> **What you need to do**: Nothing may be changed. Give the entries below again exactly.

+===+

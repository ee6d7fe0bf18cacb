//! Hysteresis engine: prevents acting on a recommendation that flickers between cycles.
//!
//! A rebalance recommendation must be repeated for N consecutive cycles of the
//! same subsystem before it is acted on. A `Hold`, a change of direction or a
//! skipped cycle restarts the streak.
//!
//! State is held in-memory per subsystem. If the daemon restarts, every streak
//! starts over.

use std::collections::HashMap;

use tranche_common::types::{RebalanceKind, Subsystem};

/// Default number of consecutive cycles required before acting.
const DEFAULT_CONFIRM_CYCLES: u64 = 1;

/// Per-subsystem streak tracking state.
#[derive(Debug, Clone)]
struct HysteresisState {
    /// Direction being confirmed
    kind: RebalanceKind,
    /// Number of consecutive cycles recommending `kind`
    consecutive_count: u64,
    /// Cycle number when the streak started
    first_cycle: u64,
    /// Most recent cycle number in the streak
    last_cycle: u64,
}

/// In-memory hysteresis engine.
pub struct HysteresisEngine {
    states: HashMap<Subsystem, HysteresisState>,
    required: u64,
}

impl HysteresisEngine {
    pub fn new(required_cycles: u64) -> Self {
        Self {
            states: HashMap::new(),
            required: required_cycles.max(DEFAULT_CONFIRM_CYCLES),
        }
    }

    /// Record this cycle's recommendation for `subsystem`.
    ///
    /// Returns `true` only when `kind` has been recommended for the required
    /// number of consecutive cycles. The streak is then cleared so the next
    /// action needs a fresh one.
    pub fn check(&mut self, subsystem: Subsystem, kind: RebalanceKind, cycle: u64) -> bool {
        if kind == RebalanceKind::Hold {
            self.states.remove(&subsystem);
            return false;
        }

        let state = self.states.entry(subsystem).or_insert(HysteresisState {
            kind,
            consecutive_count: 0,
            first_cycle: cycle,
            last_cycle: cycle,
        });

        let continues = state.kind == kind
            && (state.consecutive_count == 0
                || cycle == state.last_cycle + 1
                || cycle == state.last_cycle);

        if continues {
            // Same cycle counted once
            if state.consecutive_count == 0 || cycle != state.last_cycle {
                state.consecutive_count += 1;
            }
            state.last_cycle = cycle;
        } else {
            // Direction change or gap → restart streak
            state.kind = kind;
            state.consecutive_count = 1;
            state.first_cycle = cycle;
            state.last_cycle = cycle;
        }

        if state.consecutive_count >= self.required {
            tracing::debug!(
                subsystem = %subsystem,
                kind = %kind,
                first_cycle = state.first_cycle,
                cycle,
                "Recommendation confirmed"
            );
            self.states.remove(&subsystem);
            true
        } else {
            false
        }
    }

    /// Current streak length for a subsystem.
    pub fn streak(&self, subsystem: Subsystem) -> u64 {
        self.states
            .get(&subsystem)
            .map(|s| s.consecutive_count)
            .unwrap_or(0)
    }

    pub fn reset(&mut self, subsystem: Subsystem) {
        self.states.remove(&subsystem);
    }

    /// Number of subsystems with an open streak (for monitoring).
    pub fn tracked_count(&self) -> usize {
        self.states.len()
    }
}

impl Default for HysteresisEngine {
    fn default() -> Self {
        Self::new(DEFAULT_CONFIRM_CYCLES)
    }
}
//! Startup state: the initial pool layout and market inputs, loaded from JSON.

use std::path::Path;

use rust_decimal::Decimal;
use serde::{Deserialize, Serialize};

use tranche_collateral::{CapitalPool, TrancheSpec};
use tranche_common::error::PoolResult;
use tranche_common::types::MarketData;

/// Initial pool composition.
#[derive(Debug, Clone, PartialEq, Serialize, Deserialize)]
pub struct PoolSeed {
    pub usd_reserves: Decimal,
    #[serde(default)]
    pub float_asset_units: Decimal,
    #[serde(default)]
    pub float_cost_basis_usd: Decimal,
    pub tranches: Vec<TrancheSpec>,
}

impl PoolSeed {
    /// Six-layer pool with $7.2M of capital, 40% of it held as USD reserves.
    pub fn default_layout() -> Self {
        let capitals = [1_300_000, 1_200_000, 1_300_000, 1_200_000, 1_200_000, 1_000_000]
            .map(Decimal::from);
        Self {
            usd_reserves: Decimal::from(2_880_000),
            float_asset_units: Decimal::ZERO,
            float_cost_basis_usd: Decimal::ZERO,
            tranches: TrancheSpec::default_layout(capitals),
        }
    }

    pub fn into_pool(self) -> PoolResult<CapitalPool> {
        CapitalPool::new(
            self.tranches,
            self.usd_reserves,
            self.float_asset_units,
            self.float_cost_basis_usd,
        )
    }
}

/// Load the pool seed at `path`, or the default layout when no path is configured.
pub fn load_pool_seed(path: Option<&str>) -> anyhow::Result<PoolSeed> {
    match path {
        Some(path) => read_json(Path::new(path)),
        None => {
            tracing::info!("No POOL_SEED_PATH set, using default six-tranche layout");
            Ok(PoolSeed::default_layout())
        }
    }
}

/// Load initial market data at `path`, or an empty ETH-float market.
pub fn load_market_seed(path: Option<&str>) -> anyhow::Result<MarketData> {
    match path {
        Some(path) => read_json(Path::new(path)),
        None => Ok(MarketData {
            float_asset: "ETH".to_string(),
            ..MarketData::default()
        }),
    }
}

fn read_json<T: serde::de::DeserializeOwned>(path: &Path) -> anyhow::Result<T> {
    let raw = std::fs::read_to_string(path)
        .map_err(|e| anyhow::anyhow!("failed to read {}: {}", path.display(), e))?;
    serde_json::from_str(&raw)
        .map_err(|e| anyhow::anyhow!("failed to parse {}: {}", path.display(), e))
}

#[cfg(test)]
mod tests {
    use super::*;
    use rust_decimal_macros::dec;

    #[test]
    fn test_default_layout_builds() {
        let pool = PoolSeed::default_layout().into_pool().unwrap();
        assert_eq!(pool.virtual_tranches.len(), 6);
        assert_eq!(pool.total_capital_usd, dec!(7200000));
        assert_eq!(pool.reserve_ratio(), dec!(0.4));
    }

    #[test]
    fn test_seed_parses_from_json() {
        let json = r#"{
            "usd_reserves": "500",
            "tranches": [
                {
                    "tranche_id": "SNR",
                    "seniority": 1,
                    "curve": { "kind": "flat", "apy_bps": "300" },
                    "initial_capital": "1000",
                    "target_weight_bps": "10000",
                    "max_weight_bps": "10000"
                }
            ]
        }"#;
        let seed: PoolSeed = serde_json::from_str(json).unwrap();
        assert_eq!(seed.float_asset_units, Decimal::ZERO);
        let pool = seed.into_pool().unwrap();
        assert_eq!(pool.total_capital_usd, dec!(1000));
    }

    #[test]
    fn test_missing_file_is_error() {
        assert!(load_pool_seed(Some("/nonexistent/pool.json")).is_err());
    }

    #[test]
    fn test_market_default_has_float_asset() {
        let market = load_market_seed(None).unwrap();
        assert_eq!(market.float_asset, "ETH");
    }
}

+===+

> **Written response**:
repository ee6d7fe0bf18cacb
//! Hysteresis engine: prevents acting on a recommendation that flickers between cycles.
//!
//! A rebalance recommendation must be repeated for N consecutive cycles of the
//! same subsystem before it is acted on. A `Hold`, a change of direction or a
//! skipped cycle restarts the streak.
//!
//! State is held in-memory per subsystem. If the daemon restarts, every streak
//! starts over.

use std::collections::HashMap;

use tranche_common::types::{RebalanceKind, Subsystem};

/// Default number of consecutive cycles required before acting.
const DEFAULT_CONFIRM_CYCLES: u64 = 1;

/// Per-subsystem streak tracking state.
#[derive(Debug, Clone)]
struct HysteresisState {
    /// Direction being confirmed
    kind: RebalanceKind,
    /// Number of consecutive cycles recommending `kind`
    consecutive_count: u64,
    /// Cycle number when the streak started
    first_cycle: u64,
    /// Most recent cycle number in the streak
    last_cycle: u64,
}

/// In-memory hysteresis engine.
pub struct HysteresisEngine {
    states: HashMap<Subsystem, HysteresisState>,
    required: u64,
}

impl HysteresisEngine {
    pub fn new(required_cycles: u64) -> Self {
        Self {
            states: HashMap::new(),
            required: required_cycles.max(DEFAULT_CONFIRM_CYCLES),
        }
    }

    /// Record this cycle's recommendation for `subsystem`.
    ///
    /// Returns `true` only when `kind` has been recommended for the required
    /// number of consecutive cycles. The streak is then cleared so the next
    /// action needs a fresh one.
    pub fn check(&mut self, subsystem: Subsystem, kind: RebalanceKind, cycle: u64) -> bool {
        if kind == RebalanceKind::Hold {
            self.states.remove(&subsystem);
            return false;
        }

        let state = self.states.entry(subsystem).or_insert(HysteresisState {
            kind,
            consecutive_count: 0,
            first_cycle: cycle,
            last_cycle: cycle,
        });

        let continues = state.kind == kind
            && (state.consecutive_count == 0
                || cycle == state.last_cycle + 1
                || cycle == state.last_cycle);

        if continues {
            // Same cycle counted once
            if state.consecutive_count == 0 || cycle != state.last_cycle {
                state.consecutive_count += 1;
            }
            state.last_cycle = cycle;
        } else {
            // Direction change or gap → restart streak
            state.kind = kind;
            state.consecutive_count = 1;
            state.first_cycle = cycle;
            state.last_cycle = cycle;
        }

        if state.consecutive_count >= self.required {
            tracing::debug!(
                subsystem = %subsystem,
                kind = %kind,
                first_cycle = state.first_cycle,
                cycle,
                "Recommendation confirmed"
            );
            self.states.remove(&subsystem);
            true
        } else {
            false
        }
    }

    /// Current streak length for a subsystem.
    pub fn streak(&self, subsystem: Subsystem) -> u64 {
        self.states
            .get(&subsystem)
            .map(|s| s.consecutive_count)
            .unwrap_or(0)
    }

    pub fn reset(&mut self, subsystem: Subsystem) {
        self.states.remove(&subsystem);
    }

    /// Number of subsystems with an open streak (for monitoring).
    pub fn tracked_count(&self) -> usize {
        self.states.len()
    }
}

impl Default for HysteresisEngine {
    fn default() -> Self {
        Self::new(DEFAULT_CONFIRM_CYCLES)
    }
}
//! Startup state: the initial pool layout and market inputs, loaded from JSON.

use std::path::Path;

use rust_decimal::Decimal;
use serde::{Deserialize, Serialize};

use tranche_collateral::{CapitalPool, TrancheSpec};
use tranche_common::error::PoolResult;
use tranche_common::types::MarketData;

/// Initial pool composition.
#[derive(Debug, Clone, PartialEq, Serialize, Deserialize)]
pub struct PoolSeed {
    pub usd_reserves: Decimal,
    #[serde(default)]
    pub float_asset_units: Decimal,
    #[serde(default)]
    pub float_cost_basis_usd: Decimal,
    pub tranches: Vec<TrancheSpec>,
}

impl PoolSeed {
    /// Six-layer pool with $7.2M of capital, 40% of it held as USD reserves.
    pub fn default_layout() -> Self {
        let capitals = [1_300_000, 1_200_000, 1_300_000, 1_200_000, 1_200_000, 1_000_000]
            .map(Decimal::from);
        Self {
            usd_reserves: Decimal::from(2_880_000),
            float_asset_units: Decimal::ZERO,
            float_cost_basis_usd: Decimal::ZERO,
            tranches: TrancheSpec::default_layout(capitals),
        }
    }

    pub fn into_pool(self) -> PoolResult<CapitalPool> {
        CapitalPool::new(
            self.tranches,
            self.usd_reserves,
            self.float_asset_units,
            self.float_cost_basis_usd,
        )
    }
}

/// Load the pool seed at `path`, or the default layout when no path is configured.
pub fn load_pool_seed(path: Option<&str>) -> anyhow::Result<PoolSeed> {
    match path {
        Some(path) => read_json(Path::new(path)),
        None => {
            tracing::info!("No POOL_SEED_PATH set, using default six-tranche layout");
            Ok(PoolSeed::default_layout())
        }
    }
}

/// Load initial market data at `path`, or an empty ETH-float market.
pub fn load_market_seed(path: Option<&str>) -> anyhow::Result<MarketData> {
    match path {
        Some(path) => read_json(Path::new(path)),
        None => Ok(MarketData {
            float_asset: "ETH".to_string(),
            ..MarketData::default()
        }),
    }
}

fn read_json<T: serde::de::DeserializeOwned>(path: &Path) -> anyhow::Result<T> {
    let raw = std::fs::read_to_string(path)
        .map_err(|e| anyhow::anyhow!("failed to read {}: {}", path.display(), e))?;
    serde_json::from_str(&raw)
        .map_err(|e| anyhow::anyhow!("failed to parse {}: {}", path.display(), e))
}

#[cfg(test)]
mod tests {
    use super::*;
    use rust_decimal_macros::dec;

    #[test]
    fn test_default_layout_builds() {
        let pool = PoolSeed::default_layout().into_pool().unwrap();
        assert_eq!(pool.virtual_tranches.len(), 6);
        assert_eq!(pool.total_capital_usd, dec!(7200000));
        assert_eq!(pool.reserve_ratio(), dec!(0.4));
    }

    #[test]
    fn test_seed_parses_from_json() {
        let json = r#"{
            "usd_reserves": "500",
            "tranches": [
                {
                    "tranche_id": "SNR",
                    "seniority": 1,
                    "curve": { "kind": "flat", "apy_bps": "300" },
                    "initial_capital": "1000",
                    "target_weight_bps": "10000",
                    "max_weight_bps": "10000"
                }
            ]
        }"#;
        let seed: PoolSeed = serde_json::from_str(json).unwrap();
        assert_eq!(seed.float_asset_units, Decimal::ZERO);
        let pool = seed.into_pool().unwrap();
        assert_eq!(pool.total_capital_usd, dec!(1000));
    }

    #[test]
    fn test_missing_file_is_error() {
        assert!(load_pool_seed(Some("/nonexistent/pool.json")).is_err());
    }

    #[test]
    fn test_market_default_has_float_asset() {
        let market = load_market_seed(None).unwrap();
        assert_eq!(market.float_asset, "ETH");
    }
}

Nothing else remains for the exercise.